The home nation’s coach – inevitably not a native – has continued and now surpassed the work of his predecessors (and maybe we should be offering some appreciation here, to the erm, generally-much-loved Eddie Jones), through producing a team that play fabulous rugby. Sure they are ridiculous athletes but it’s the culture of endlessly bold, swift re-cycling and re-darting that the world is coming to love.

Mr Joseph and his colleagues are doing an extraordinary job, in circumstances of relative under-resource, to sustain expansive sport to such a peak. Four wins in the tournament, with South Africa to come.

Can they go further? As I say below, this may depend on the medium-joyless stuff: robustness, physicality, discipline under pressure from genuinely elite-level competition.

The sharpest amongst you may have noted a derogatory implication in the last sentence – towards Scotland. Bit cruel, after that? Yes.

However, despite a magnificent contribution to a sumptuous contest, Townsend’s side remain, in the main, a notch down on their comrades in Tier One.

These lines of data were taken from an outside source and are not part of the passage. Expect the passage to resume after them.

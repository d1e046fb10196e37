//! Store-independent query and write descriptions.
//!
//! Filters address document fields by path (`["schedule", "status"]`). The
//! in-memory store evaluates them directly through [`Filter::matches`]; the
//! Postgres store translates them to JSONB predicates.
use anchor_graph_shared::ObjectId;
use serde_json::Value;

#[derive(Debug, Clone, PartialEq)]
pub enum Filter {
    /// Matches every document.
    All,
    /// Matches documents whose `_id` is one of the ids.
    Ids(Vec<ObjectId>),
    /// Field at `path` equals `value`.
    Eq { path: Vec<String>, value: Value },
    /// String field at `path` sorts at or before `value`.
    Lte { path: Vec<String>, value: String },
    And(Vec<Filter>),
    Or(Vec<Filter>),
}

impl Filter {
    pub fn ids(ids: impl IntoIterator<Item = ObjectId>) -> Self {
        Filter::Ids(ids.into_iter().collect())
    }

    pub fn eq(path: &[&str], value: impl Into<Value>) -> Self {
        Filter::Eq {
            path: path.iter().map(|segment| segment.to_string()).collect(),
            value: value.into(),
        }
    }

    pub fn lte(path: &[&str], value: impl Into<String>) -> Self {
        Filter::Lte {
            path: path.iter().map(|segment| segment.to_string()).collect(),
            value: value.into(),
        }
    }

    pub fn matches(&self, document: &Value) -> bool {
        match self {
            Filter::All => true,
            Filter::Ids(ids) => document
                .get("_id")
                .and_then(Value::as_str)
                .and_then(|id| ObjectId::from_hex(id).ok())
                .is_some_and(|id| ids.contains(&id)),
            Filter::Eq { path, value } => lookup(document, path) == Some(value),
            Filter::Lte { path, value } => lookup(document, path)
                .and_then(Value::as_str)
                .is_some_and(|field| field <= value.as_str()),
            Filter::And(filters) => filters.iter().all(|filter| filter.matches(document)),
            Filter::Or(filters) => filters.iter().any(|filter| filter.matches(document)),
        }
    }
}

fn lookup<'a>(document: &'a Value, path: &[String]) -> Option<&'a Value> {
    path.iter()
        .try_fold(document, |value, segment| value.get(segment.as_str()))
}

/// One write inside a transactional bulk write.
#[derive(Debug, Clone, PartialEq)]
pub enum WriteOp {
    /// Insert or fully replace the document with this id.
    Upsert { id: ObjectId, document: Value },
    /// Insert the document only if no document has this id.
    InsertIfAbsent { id: ObjectId, document: Value },
    Delete { id: ObjectId },
    DeleteMany(Filter),
}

No disgrace; issues of resource are key here, too. *And yet*, as the Japanese example may be showing, brilliant, streetwise, hard-nosed coaching might be the thing that resolves this.

An abstract and possibly insulting thought but would a Gatland (or similar) at the helm have left any Scotland side of the past several years more durable? And if so – or even if not – why has the perennial lack of durability not been attended to? (Of course in saying this I appreciate that the initial difficulty is in attracting a Gatland to Scotland). 

Japan have an extraordinary flow about them. But they are also finding once, twice, against Tier One opposition, the resilience to come through. I for one hope they find it again in the quarter-finals.

Here’s my live report:

 

Rarely have the natural world and the explosively dramatic world of elite sport been in such sympathy. Am I the only one thinking this can’t be a coincidence?

Skies having gone from steamy-blue to steely-angry. Seas having turned tempestuous as the moment of *ultimate drama* approached. It’s proof, surely, that there is a god – and that she’s as foamtastically mad about rugby as the rest of us.

O-kaaaay, it may be unwise to jest when lives have been lost and property devastated: no argument. But has there not been something wondrous (as well as terrifying and humbling and god-awful) about the barrelling-in to the moment, here? That moment being Japan, the entertaining and engaging hosts, versus Scotland.

Hitchcockian. Busby-Berkleyian. Spielbergian. The awesome, extravagant, cinematic, inevitable whirlwind-to-stilled-pondness of it all could barely be imagined or surpassed. Japan v Scotland, with everything upon it; with hugely adored hosts needing only to maintain their inspiration. (Only). With the visiting, sometime-faltering Tier Oners surely ripe for exposure.

The general excellence – contingency plans notwithstanding – of this Rugby World Cup, in terms of hosting, support and that crucial, generous buying-in from the locals, has rather cruelly left an often warmly-regarded Scotland isolated. The brutal truth may be evidenced in their miraculously-contrasting efforts against a very robust Ireland side.

Scotland, on that occasion, were on the feeble side of crap; Japan were exhilaratingly fearless, imaginative and, critically, found a way to sustain a level that the watching universe could barely believe. It was a remarkable event.

Importantly, this has drawn that aforementioned universe to the side of the home nation. Neutrals everywhere, the sort of folks who might often find themselves bellowing encouragement telly-wards for a Stuart Hogg gambol, will be fixated on Tupou and Lafaele and co.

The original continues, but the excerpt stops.